Un homme suspecté d’appartenance à Daech a été expulsé hier d’Allemagne vers la Tunisie. Son avocat, qui pense que l’homme en question va être torturé en Tunisie, évoque un « scandale ». Cette expulsion est réalisée dans le cadre d’un nouvel accord entre la Tunisie et l’Allemagne, accord qui prévoit des « expulsions immédiates ». Notons que mercredi, l’Allemagne a expulsé 22 demandeurs d’asile déboutés en Tunisie.
Charfeddine T., alias Ashraf Al-Tounsi qui a été expulsé hier mercredi, d’Allemagne vers la Tunisie, a été arrêté à Berlin en novembre 2016. Le Procureur fédéral l’avait accusé d’être un membre de Daech. « Les enquêtes en cours suggèrent que le suspect a eu un contact avec un membre de l’État Islamique en Syrie qui était responsable des opérations à l’étranger […] on pense qu’il a eu la permission de planifier une attaque contre des personnes en Allemagne. »

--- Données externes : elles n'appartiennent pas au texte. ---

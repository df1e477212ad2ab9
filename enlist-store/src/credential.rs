//! At-rest representation of password credentials.
//!
//! Stored as `sha256$<salt hex>$<digest hex>`. An empty stored value is an
//! unusable credential that never verifies.

use sha2::{Digest, Sha256};

const SCHEME: &str = "sha256";
const SALT_BYTES: usize = 16;

/// Derives the stored credential for `password`.
///
/// An empty password yields the unusable credential.
#[must_use]
pub fn make_credential(password: &str) -> String {
    if password.is_empty() {
        return String::new();
    }
    let salt: [u8; SALT_BYTES] = rand::random();
    let salt_hex = hex::encode(salt);
    format!("{SCHEME}${salt_hex}${}", digest(&salt_hex, password))
}

/// Returns true if `password` matches the stored credential.
#[must_use]
pub fn verify_credential(stored: &str, password: &str) -> bool {
    let mut parts = stored.splitn(3, '$');
    match (parts.next(), parts.next(), parts.next()) {
        (Some(SCHEME), Some(salt_hex), Some(expected)) => digest(salt_hex, password) == expected,
        _ => false,
    }
}

fn digest(salt_hex: &str, password: &str) -> String {
    let mut hasher = Sha256::new();
    hasher.update(salt_hex.as_bytes());
    hasher.update(password.as_bytes());
    hex::encode(hasher.finalize())
}
//! Activation window expiration policy.

use crate::ActivationRecord;
use chrono::{DateTime, Duration, Utc};
use serde::{Deserialize, Serialize};

/// Number of days a token stays valid after issuance.
#[derive(Debug, Clone, Copy, PartialEq, Eq, Hash, Serialize, Deserialize)]
#[serde(transparent)]
pub struct ActivationWindow(u32);

impl ActivationWindow {
    /// Creates a window of `days` days.
    #[must_use]
    pub const fn days(days: u32) -> Self {
        Self(days)
    }

    /// Returns the window length in days.
    #[must_use]
    pub const fn as_days(&self) -> u32 {
        self.0
    }

    /// Returns the window as a duration.
    #[must_use]
    pub fn duration(&self) -> Duration {
        Duration::days(i64::from(self.0))
    }

    /// Latest issue time that counts as expired at `now`.
    ///
    /// A token issued at or before the cutoff is expired; one issued
    /// strictly after it is still live. Saturates at the earliest
    /// representable instant for windows reaching past it.
    #[must_use]
    pub fn cutoff(&self, now: DateTime<Utc>) -> DateTime<Utc> {
        now.checked_sub_signed(self.duration())
            .unwrap_or(DateTime::<Utc>::MIN_UTC)
    }

    /// Returns true if a token issued at `issued_at` has expired at `now`.
    ///
    /// The boundary is inclusive: a token expires exactly when
    /// `issued_at + window == now`. A window ending past the last
    /// representable instant never elapses.
    #[must_use]
    pub fn has_elapsed(&self, issued_at: DateTime<Utc>, now: DateTime<Utc>) -> bool {
        issued_at
            .checked_add_signed(self.duration())
            .is_some_and(|expires| expires <= now)
    }

    /// Returns true if the record can no longer be activated.
    ///
    /// The consumed sentinel is always expired.
    #[must_use]
    pub fn is_expired(&self, record: &ActivationRecord, now: DateTime<Utc>) -> bool {
        record.token.is_activated() || self.has_elapsed(record.issued_at(), now)
    }
}

impl Default for ActivationWindow {
    fn default() -> Self {
        Self(7)
    }
}
//! Command-line surface for Enlist.
//!
//! Wires a [`RegistrationService`] to the SQLite store and the configured
//! mail transport, and runs one command against it. Every command writes a
//! JSON document to the supplied writer.

use anyhow::{Context, Result};
use clap::{Parser, Subcommand};
use enlist_registration::{
    Activation, LogMailer, Mailer, RegistrationConfig, RegistrationService, Rejection,
    SignupForm, SpoolMailer,
};
use enlist_store::SqliteStore;
use enlist_types::Account;
use serde::Serialize;
use std::io::Write;
use std::path::PathBuf;
use std::sync::Arc;
use tracing::info;

#[derive(Parser, Debug)]
#[command(name = "enlist")]
#[command(about = "Account registration, activation and cleanup")]
pub struct Args {
    /// Path to the TOML config file
    #[arg(short, long, env = "ENLIST_CONFIG")]
    pub config: Option<PathBuf>,

    /// Enable verbose debug logging
    #[arg(short, long)]
    pub verbose: bool,

    #[command(subcommand)]
    pub command: Command,
}

#[derive(Subcommand, Debug, Clone, PartialEq, Eq)]
pub enum Command {
    /// Create an inactive account and email its activation key
    Register {
        #[arg(long)]
        username: String,
        #[arg(long)]
        email: String,
        #[arg(long)]
        password: String,
        /// Accept the terms of service
        #[arg(long)]
        tos: bool,
        /// Skip the activation email
        #[arg(long)]
        no_email: bool,
    },
    /// Activate the account holding this key
    Activate { key: String },
    /// Delete inactive accounts whose activation key has expired
    Purge,
    /// Validate and print the effective configuration
    CheckConfig,
}

/// Result of a command, used to pick the process exit status.
#[derive(Debug, Clone, Copy, PartialEq, Eq)]
pub enum Outcome {
    Success,
    Rejected,
}

#[derive(Serialize)]
struct ActivationOutput<'a> {
    activated: bool,
    #[serde(skip_serializing_if = "Option::is_none")]
    account: Option<&'a Account>,
    #[serde(skip_serializing_if = "Option::is_none")]
    reason: Option<Rejection>,
}

/// Loads the config file, or the defaults when none is given.
pub fn load_config(path: Option<&PathBuf>) -> Result<RegistrationConfig> {
    match path {
        Some(path) => RegistrationConfig::load(path)
            .with_context(|| format!("failed to load config from {}", path.display())),
        None => Ok(RegistrationConfig::default()),
    }
}

/// Builds the service for `config`: SQLite store plus spool or log mailer.
pub fn build_service(config: RegistrationConfig) -> Result<RegistrationService> {
    let store = SqliteStore::open(&config.database)
        .with_context(|| format!("failed to open store at {}", config.database.display()))?;
    let mailer: Arc<dyn Mailer> = match &config.mail.spool_dir {
        Some(dir) => Arc::new(
            SpoolMailer::new(dir)
                .with_context(|| format!("failed to prepare mail spool {}", dir.display()))?,
        ),
        None => Arc::new(LogMailer),
    };
    Ok(RegistrationService::new(config, Arc::new(store), mailer))
}

/// Runs `command` and writes its JSON result to `out`.
pub fn execute(
    service: &RegistrationService,
    command: &Command,
    out: &mut impl Write,
) -> Result<Outcome> {
    match command {
        Command::Register {
            username,
            email,
            password,
            tos,
            no_email,
        } => {
            let form = SignupForm {
                username: username.clone(),
                email: email.clone(),
                password1: password.clone(),
                password2: password.clone(),
                tos_accepted: *tos,
            };
            let account = if *no_email {
                service.validate(&form)?;
                service.create_inactive_account(username, password, email, false)?
            } else {
                service.register(&form)?
            };
            write_json(out, &account)?;
            Ok(Outcome::Success)
        }
        Command::Activate { key } => {
            let activation = service.activate(key)?;
            let output = match &activation {
                Activation::Activated(account) => ActivationOutput {
                    activated: true,
                    account: Some(account),
                    reason: None,
                },
                Activation::Rejected(reason) => ActivationOutput {
                    activated: false,
                    account: None,
                    reason: Some(*reason),
                },
            };
            write_json(out, &output)?;
            Ok(if activation.is_activated() {
                Outcome::Success
            } else {
                Outcome::Rejected
            })
        }
        Command::Purge => {
            let report = service
                .purge_expired_accounts()
                .context("purge failed: store unavailable")?;
            info!(deleted = report.deleted, "purge finished");
            write_json(out, &report)?;
            Ok(Outcome::Success)
        }
        Command::CheckConfig => {
            write_json(out, service.config())?;
            Ok(Outcome::Success)
        }
    }
}

fn write_json<T: Serialize + ?Sized>(out: &mut impl Write, value: &T) -> Result<()> {
    serde_json::to_writer_pretty(&mut *out, value)?;
    writeln!(out)?;
    Ok(())
}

À l’époque, les médias allemands avaient présenté le cas comme la prévention réussie d’une attaque terroriste. Le ministre de l’Intérieur, Thomas de Maizière, avait déclaré « Je suis très heureux qu’il ait été possible d’arrêter ce suspect », avant de louer les forces de sécurité de « tout faire pour empêcher une attaque en Allemagne ».
Mais lorsque le suspect a été déféré devant la Cour Fédérale de Justice de Karlsruhe, la Cour a déclaré que les éléments présentés par la police ne suffisent pas à déterminer que Charfeddine T. est un membre de Daech ou qu’il est en train de planifier une attaque terroriste.
L’accusation a changé
Au lieu de le libérer, la police a alors déféré Charfeddine T. devant un tribunal de District et l’a fait arrêter de nouveau sur accusation de falsification de documents, puisqu’il voyageait avec un passeport syrien falsifié.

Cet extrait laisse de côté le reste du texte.